Il libro di Bernstein è dunque un documento eccezionale. Perché dal punto di vista storico e documentale, fotografa una realtà di cui si parla poco. Perché è stato scritto durante gli anni di internamento a Terezín come diario personale e come testimonianza per i famigliari da un ospite della casa delle celebrità. Perché l’autrice è una scrittrice e drammaturga (nota per le sue opere firmate con lo pseudonimo maschile di Ernst Rosmer), e anche in queste pagine raggiunge la profondità letteraria di un romanzo. O forse di una pièce teatrale.
La vita come dramma infatti è un titolo dalle molteplici sfaccettature. Narra l’esperienza di aver vissuto in una bolla spazio-temporale, in una realtà aliena alla storia, all’interno di un campo di concentramento.

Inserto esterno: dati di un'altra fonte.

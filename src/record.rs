//! Persistence of kernel spline transforms.
//!
//! A transform is stored as its configuration plus the two flat landmark vectors
//! (parameters = source landmarks, fixed parameters = target landmarks). The flat
//! layout is positional, landmark-major then axis-minor, so the order of both
//! vectors is preserved exactly.

use anyhow::Context;
use serde::{Deserialize, Serialize};

use crate::config::SplineConfig;
use crate::error::{Result, SplineError};
use crate::kernel::KernelFamily;
use crate::transform::KernelTransform;

/// Serialisable snapshot of a [`KernelTransform`] with a [`KernelFamily`] kernel.
#[derive(Debug, Clone, PartialEq, Serialize, Deserialize)]
pub struct TransformRecord {
    pub dimension: usize,
    #[serde(default)]
    pub config: SplineConfig,
    pub parameters: Vec<f64>,
    pub fixed_parameters: Vec<f64>,
}

impl TransformRecord {
    pub fn to_json(&self) -> anyhow::Result<String> {
        serde_json::to_string_pretty(self).context("Failed to serialize transform record")
    }

    pub fn from_json(text: &str) -> anyhow::Result<Self> {
        serde_json::from_str(text).context("Failed to parse transform record")
    }
}

impl<const D: usize> KernelTransform<KernelFamily, D> {
    /// Captures the configuration and landmarks of this transform.
    pub fn to_record(&self) -> TransformRecord {
        TransformRecord {
            dimension: D,
            config: self.config(),
            parameters: self.parameters(),
            fixed_parameters: self.fixed_parameters(),
        }
    }

    /// Rebuilds a transform from a record. The record's dimension must be `D`.
    pub fn from_record(record: &TransformRecord) -> Result<Self> {
        if record.dimension != D {
            return Err(SplineError::DimensionMismatch {
                expected: D,
                actual: record.dimension,
            });
        }
        let mut transform = Self::from_config(&record.config);
        transform.set_parameters(&record.parameters)?;
        transform.set_fixed_parameters(&record.fixed_parameters)?;
        Ok(transform)
    }
}

#[cfg(test)]
mod tests {
    use super::*;
    use crate::config::KernelKind;

    #[test]
    fn malformed_json_reports_context() {
        let err = TransformRecord::from_json("{ \"dimension\": 2 ").unwrap_err();
        assert!(err.to_string().contains("Failed to parse transform record"));
    }

    #[test]
    fn wrong_dimension_is_rejected() {
        let record = TransformRecord {
            dimension: 3,
            config: SplineConfig::default(),
            parameters: vec![0.0; 3],
            fixed_parameters: vec![1.0; 3],
        };
        assert_eq!(
            KernelTransform::<KernelFamily, 2>::from_record(&record).unwrap_err(),
            SplineError::DimensionMismatch {
                expected: 2,
                actual: 3
            }
        );
        assert!(KernelTransform::<KernelFamily, 3>::from_record(&record).is_ok());
    }

    #[test]
    fn mismatched_fixed_parameters_are_rejected() {
        let record = TransformRecord {
            dimension: 2,
            config: SplineConfig {
                kernel: KernelKind::Volume,
                ..SplineConfig::default()
            },
            parameters: vec![0.0, 0.0, 1.0, 1.0],
            fixed_parameters: vec![0.0, 0.0],
        };
        assert!(matches!(
            KernelTransform::<KernelFamily, 2>::from_record(&record),
            Err(SplineError::ParameterLength { expected: 4, actual: 2 })
        ));
    }
}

Come in una messa in scena, in cui non vengono mai meno l’ironia né la profondità, in una scrittura densa quanto aulica. In effetti Terezín è spesso stato definito come una colossale menzogna e una terribile messa in scena, lo si vede per esempio nei documentari di Jan Ronca e quello a cura di Michele Bongiorno con la supervisione di Ruggero Gabbai, basato su una raccolta di testimonianze. E sempre la forma documentaristica fu utilizzata all’epoca dei fatti dai nazisti stessi a scopi propagandistici. Venne girato da Kurt Gerron, un regista ebreo olandese, insieme ad attori ebrei, tutti internati, che avevano l’obbligo di mostrare quanto stessero bene a Terezin. Kurt Gerron venne poi deportato ad Auschwitz e assassinato.
Elsa Bernstein animava un salotto letterario a Monaco prima della Guerra, suo padre era un musicista collaboratore di Wagner e amico di Franz Liszt e il marito, molto più anziano e scomparso già nel 1925, era un avvocato e consigliere di giustizia progressista, contro la guerra e a favore dell’uguaglianza. Ebreo, si considerva aconfessionale, tanto che il loro matrimonio fu celebrato solo con il rito civile. Elsa, di origini ebraiche, era stata convertita al protestantesimo insieme ai genitori e alla sorella, ma a Terezín era stata internata in quanto ebrea. E in questo libro c’è tutto di lei. Si rintracciano elementi della sua biografia, della società colta pre bellica, della tensione spirituale che l’ha animata sempre. Il testo infatti richiederebbe più di una lettura: è denso, sia nella scrittura sia nei continui riferimenti letterari e filosofici così come ai fatti contemporanei. Che a poco a poco entrano nella narrazione, fino alle prime notizie che arrivano da Auschwitz e alla presa di coscienza, anche se parziale, di quanto stava accadendo intorno a lei. Il libro si chiude con le commoventi pagine relative al viaggio, l’ultimo, per ricongiungersi, dopo la liberazione del campo di Terezín, con la figlia nella città di Amburgo. Morirà lì nel 1949.